A NEW law is needed to “bust the business model of sex trafficking” by “shifting the burden of criminality” from victims to men who pay for sex, a Labour MP told the Commons yesterday.

Britain is a “high-value and low-risk” destination for sex trafficking because the law fails to discourage demand for prostitution, Kingston upon Hull North MP Dame Diana Johnson told MPs.

During a 10-minute rule motion, she argued that a new Bill should decriminalise solicitation but criminalise sex punters – the Nordic model – while providing support services for victims of exploitation.

Dame Diana added that men who pay for sex currently “do so with impunity” and that sexual exploitation is the “most profitable form of modern slavery.”

She said that the vast majority of women and girls discovered in police raids are Romanian, speak no English and are afraid of repercussions in the hands of traffickers and pimps.

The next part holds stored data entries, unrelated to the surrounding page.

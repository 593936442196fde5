use crate::config::FederationConfig;
use crate::error::AuthError;
use crate::pat::constant_time_eq;

/// "Bootstrap": a PAT may be issued with the bootstrap header instead of an
/// authenticated `*:admin` principal. The header typically mints a tenant's
/// very first token, but stays valid afterwards; its value is compared to
/// the configured secret in constant time.
pub fn check_bootstrap_header(config: &FederationConfig, header_value: &str) -> Result<(), AuthError> {
    let secret = config
        .bootstrap_secret
        .as_deref()
        .ok_or(AuthError::BootstrapMismatch)?;
    if !constant_time_eq(header_value, secret) {
        return Err(AuthError::BootstrapMismatch);
    }
    Ok(())
}
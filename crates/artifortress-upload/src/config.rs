use std::time::Duration;

/// Presign TTL bounds/default and session expiry, named as config
/// knobs per the "Environment / configuration" inputs.
#[derive(Debug, Clone, Copy, PartialEq, Eq)]
pub struct UploadConfig {
    pub presign_ttl_min: Duration,
    pub presign_ttl_max: Duration,
    pub presign_ttl_default: Duration,
    pub session_ttl: Duration,
}

impl Default for UploadConfig {
    fn default() -> Self {
        Self {
            presign_ttl_min: Duration::from_secs(60),
            presign_ttl_max: Duration::from_secs(3600),
            presign_ttl_default: Duration::from_secs(900),
            session_ttl: Duration::from_secs(60 * 60),
        }
    }
}

impl UploadConfig {
    pub fn clamp_presign_ttl(&self, requested: Option<Duration>) -> Duration {
        let ttl = requested.unwrap_or(self.presign_ttl_default);
        ttl.clamp(self.presign_ttl_min, self.presign_ttl_max)
    }
}

#[cfg(test)]
mod tests {
    use super::*;

    #[test]
    fn default_matches_spec_bounds() {
        let config = UploadConfig::default();
        assert_eq!(config.presign_ttl_default, Duration::from_secs(900));
        assert_eq!(config.session_ttl, Duration::from_secs(3600));
    }

    #[test]
    fn clamp_presign_ttl_respects_bounds() {
        let config = UploadConfig::default();
        assert_eq!(config.clamp_presign_ttl(Some(Duration::from_secs(10))), config.presign_ttl_min);
        assert_eq!(config.clamp_presign_ttl(Some(Duration::from_secs(9999))), config.presign_ttl_max);
        assert_eq!(config.clamp_presign_ttl(None), config.presign_ttl_default);
    }
}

The MP also took aim at legal websites where women and girls are “advertised” and booked by anonymous men who later write graphic “reviews” of those who they have paid to have sex with.

The English Collective of Prostitutes said it was among those who briefed MPs against the motion, arguing that such a law would not necessarily result in less trafficking.

The group said it was “disgusted” that a female Labour MP would propose the Bill “at the time of a pandemic which has exacerbated poverty, homelessness and debt.”